EXERCISE:
Write out the whole listing without a single alteration.

INFORMATION SHOWN:
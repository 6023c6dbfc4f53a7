//! Result assembly and the end-to-end analyze pipeline

use url::Url;

use crate::parser::extract_tags;
use crate::recommendations::generate_recommendations;
use crate::scoring::score_tags;
use crate::types::{AnalysisResult, ExtractedTags};
use crate::url_utils::display_domain;

/// Build the analysis of `html` as served from `page_url`. No I/O.
pub fn assemble(html: &str, page_url: &Url) -> AnalysisResult {
    let tags = extract_tags(html);
    assemble_from_tags(tags, page_url)
}

/// Same as [`assemble`] for tags that were already extracted
pub fn assemble_from_tags(tags: ExtractedTags, page_url: &Url) -> AnalysisResult {
    let url = page_url.to_string();
    let card = score_tags(&tags.essential, &tags.open_graph, &tags.twitter);
    let recommendations = generate_recommendations(&tags, &url);

    let image_url = preferred_image(&tags).to_string();
    let title = tags.essential_value("title").to_string();
    let description = tags.essential_value("description").to_string();

    AnalysisResult {
        domain: display_domain(&url),
        url,
        title,
        description,
        score: card.score,
        score_category: card.category,
        meta_tags: tags.essential,
        open_graph_tags: tags.open_graph,
        twitter_card_tags: tags.twitter,
        recommendations,
        image_url,
    }
}

/// og:image, then twitter:image, else empty
fn preferred_image(tags: &ExtractedTags) -> &str {
    let og_image = tags.open_graph_value("og:image");
    if !og_image.is_empty() {
        return og_image;
    }
    tags.twitter_value("twitter:image")
}

#[cfg(feature = "fetch")]
pub use pipeline::Analyzer;

#[cfg(feature = "fetch")]
mod pipeline {
    use std::sync::Arc;

    use tracing::{error, info};

    use super::assemble;
    use crate::error::{AnalyzeError, FetchError};
    use crate::fetch::{FetchOptions, Fetcher};
    use crate::storage::{AnalysisStore, NewAnalysis};
    use crate::types::AnalysisResult;
    use crate::url_utils::normalize_target_url;

    /// Fetch, extract, score, recommend and persist one page at a time
    #[derive(Clone)]
    pub struct Analyzer {
        fetcher: Fetcher,
        store: Arc<dyn AnalysisStore>,
    }

    impl Analyzer {
        pub fn new(store: Arc<dyn AnalysisStore>) -> Result<Self, FetchError> {
            Self::with_options(store, &FetchOptions::default())
        }

        pub fn with_options(
            store: Arc<dyn AnalysisStore>,
            options: &FetchOptions,
        ) -> Result<Self, FetchError> {
            Ok(Self {
                fetcher: Fetcher::new(options)?,
                store,
            })
        }

        pub fn store(&self) -> &Arc<dyn AnalysisStore> {
            &self.store
        }

        /// Analyze the page at `raw_url` and append the result to the store
        ///
        /// Nothing is stored when the fetch fails.
        pub async fn analyze(&self, raw_url: &str) -> Result<AnalysisResult, AnalyzeError> {
            if raw_url.trim().is_empty() {
                return Err(AnalyzeError::InvalidInput("URL is required".to_string()));
            }
            let target = normalize_target_url(raw_url)
                .ok_or_else(|| AnalyzeError::InvalidInput(format!("Invalid URL: {raw_url}")))?;

            let page = self.fetcher.fetch(&target).await?;
            let result = assemble(&page.html, &page.final_url);

            self.store
                .append(NewAnalysis::now(result.clone()))
                .map_err(|err| {
                    error!(url = %result.url, error = %err, "failed to store analysis");
                    err
                })?;

            info!(
                url = %result.url,
                score = result.score,
                recommendations = result.recommendations.len(),
                "analysis complete"
            );
            Ok(result)
        }
    }
}

#[cfg(test)]
mod tests {
    use super::*;
    use crate::types::TagStatus;

    fn page() -> Url {
        Url::parse("https://www.example.com/page").unwrap()
    }

    #[test]
    fn test_assemble_title_only_page() {
        let result = assemble("<title>Short</title>", &page());

        assert_eq!(result.url, "https://www.example.com/page");
        assert_eq!(result.domain, "example.com");
        assert_eq!(result.title, "Short");
        assert_eq!(result.description, "");
        assert_eq!(result.meta_tags.len(), 5);
        assert_eq!(result.open_graph_tags.len(), 4);
        assert_eq!(result.twitter_card_tags.len(), 3);
        assert_eq!(result.score, 8);
        assert_eq!(result.score_category.total() as usize, result.total_tags());
        assert_eq!(result.image_url, "");
        assert!(
            result
                .open_graph_tags
                .iter()
                .all(|t| t.status == TagStatus::Missing)
        );
    }

    #[test]
    fn test_image_prefers_open_graph() {
        let html = r#"
            <meta property="og:image" content="https://example.com/og.png">
            <meta name="twitter:image" content="https://example.com/tw.png">
        "#;
        assert_eq!(assemble(html, &page()).image_url, "https://example.com/og.png");
    }

    #[test]
    fn test_image_falls_back_to_twitter() {
        let html = r#"
            <meta property="og:image" content="">
            <meta name="twitter:image" content="https://example.com/tw.png">
        "#;
        assert_eq!(assemble(html, &page()).image_url, "https://example.com/tw.png");
    }

    #[test]
    fn test_serializes_with_wire_names() {
        let json = serde_json::to_value(assemble("<title>Short</title>", &page())).unwrap();

        assert_eq!(json["scoreCategory"]["good"], 1);
        assert_eq!(json["metaTags"][0]["name"], "title");
        assert_eq!(json["metaTags"][0]["status"], "present");
        assert_eq!(json["openGraphTags"][0]["status"], "missing");
        assert_eq!(json["twitterCardTags"].as_array().unwrap().len(), 3);
        assert_eq!(json["recommendations"][0]["category"], "critical");
        assert_eq!(json["recommendations"][0]["impact"], "high");
        assert_eq!(json["imageUrl"], "");
    }
}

THE COMPLETED TASK:
repository 6023c6dbfc4f53a7
//! Result assembly and the end-to-end analyze pipeline

use url::Url;

use crate::parser::extract_tags;
use crate::recommendations::generate_recommendations;
use crate::scoring::score_tags;
use crate::types::{AnalysisResult, ExtractedTags};
use crate::url_utils::display_domain;

/// Build the analysis of `html` as served from `page_url`. No I/O.
pub fn assemble(html: &str, page_url: &Url) -> AnalysisResult {
    let tags = extract_tags(html);
    assemble_from_tags(tags, page_url)
}

/// Same as [`assemble`] for tags that were already extracted
pub fn assemble_from_tags(tags: ExtractedTags, page_url: &Url) -> AnalysisResult {
    let url = page_url.to_string();
    let card = score_tags(&tags.essential, &tags.open_graph, &tags.twitter);
    let recommendations = generate_recommendations(&tags, &url);

    let image_url = preferred_image(&tags).to_string();
    let title = tags.essential_value("title").to_string();
    let description = tags.essential_value("description").to_string();

    AnalysisResult {
        domain: display_domain(&url),
        url,
        title,
        description,
        score: card.score,
        score_category: card.category,
        meta_tags: tags.essential,
        open_graph_tags: tags.open_graph,
        twitter_card_tags: tags.twitter,
        recommendations,
        image_url,
    }
}

/// og:image, then twitter:image, else empty
fn preferred_image(tags: &ExtractedTags) -> &str {
    let og_image = tags.open_graph_value("og:image");
    if !og_image.is_empty() {
        return og_image;
    }
    tags.twitter_value("twitter:image")
}

#[cfg(feature = "fetch")]
pub use pipeline::Analyzer;

#[cfg(feature = "fetch")]
mod pipeline {
    use std::sync::Arc;

    use tracing::{error, info};

    use super::assemble;
    use crate::error::{AnalyzeError, FetchError};
    use crate::fetch::{FetchOptions, Fetcher};
    use crate::storage::{AnalysisStore, NewAnalysis};
    use crate::types::AnalysisResult;
    use crate::url_utils::normalize_target_url;

    /// Fetch, extract, score, recommend and persist one page at a time
    #[derive(Clone)]
    pub struct Analyzer {
        fetcher: Fetcher,
        store: Arc<dyn AnalysisStore>,
    }

    impl Analyzer {
        pub fn new(store: Arc<dyn AnalysisStore>) -> Result<Self, FetchError> {
            Self::with_options(store, &FetchOptions::default())
        }

        pub fn with_options(
            store: Arc<dyn AnalysisStore>,
            options: &FetchOptions,
        ) -> Result<Self, FetchError> {
            Ok(Self {
                fetcher: Fetcher::new(options)?,
                store,
            })
        }

        pub fn store(&self) -> &Arc<dyn AnalysisStore> {
            &self.store
        }

        /// Analyze the page at `raw_url` and append the result to the store
        ///
        /// Nothing is stored when the fetch fails.
        pub async fn analyze(&self, raw_url: &str) -> Result<AnalysisResult, AnalyzeError> {
            if raw_url.trim().is_empty() {
                return Err(AnalyzeError::InvalidInput("URL is required".to_string()));
            }
            let target = normalize_target_url(raw_url)
                .ok_or_else(|| AnalyzeError::InvalidInput(format!("Invalid URL: {raw_url}")))?;

            let page = self.fetcher.fetch(&target).await?;
            let result = assemble(&page.html, &page.final_url);

            self.store
                .append(NewAnalysis::now(result.clone()))
                .map_err(|err| {
                    error!(url = %result.url, error = %err, "failed to store analysis");
                    err
                })?;

            info!(
                url = %result.url,
                score = result.score,
                recommendations = result.recommendations.len(),
                "analysis complete"
            );
            Ok(result)
        }
    }
}

#[cfg(test)]
mod tests {
    use super::*;
    use crate::types::TagStatus;

    fn page() -> Url {
        Url::parse("https://www.example.com/page").unwrap()
    }

    #[test]
    fn test_assemble_title_only_page() {
        let result = assemble("<title>Short</title>", &page());

        assert_eq!(result.url, "https://www.example.com/page");
        assert_eq!(result.domain, "example.com");
        assert_eq!(result.title, "Short");
        assert_eq!(result.description, "");
        assert_eq!(result.meta_tags.len(), 5);
        assert_eq!(result.open_graph_tags.len(), 4);
        assert_eq!(result.twitter_card_tags.len(), 3);
        assert_eq!(result.score, 8);
        assert_eq!(result.score_category.total() as usize, result.total_tags());
        assert_eq!(result.image_url, "");
        assert!(
            result
                .open_graph_tags
                .iter()
                .all(|t| t.status == TagStatus::Missing)
        );
    }

    #[test]
    fn test_image_prefers_open_graph() {
        let html = r#"
            <meta property="og:image" content="https://example.com/og.png">
            <meta name="twitter:image" content="https://example.com/tw.png">
        "#;
        assert_eq!(assemble(html, &page()).image_url, "https://example.com/og.png");
    }

    #[test]
    fn test_image_falls_back_to_twitter() {
        let html = r#"
            <meta property="og:image" content="">
            <meta name="twitter:image" content="https://example.com/tw.png">
        "#;
        assert_eq!(assemble(html, &page()).image_url, "https://example.com/tw.png");
    }

    #[test]
    fn test_serializes_with_wire_names() {
        let json = serde_json::to_value(assemble("<title>Short</title>", &page())).unwrap();

        assert_eq!(json["scoreCategory"]["good"], 1);
        assert_eq!(json["metaTags"][0]["name"], "title");
        assert_eq!(json["metaTags"][0]["status"], "present");
        assert_eq!(json["openGraphTags"][0]["status"], "missing");
        assert_eq!(json["twitterCardTags"].as_array().unwrap().len(), 3);
        assert_eq!(json["recommendations"][0]["category"], "critical");
        assert_eq!(json["recommendations"][0]["impact"], "high");
        assert_eq!(json["imageUrl"], "");
    }
}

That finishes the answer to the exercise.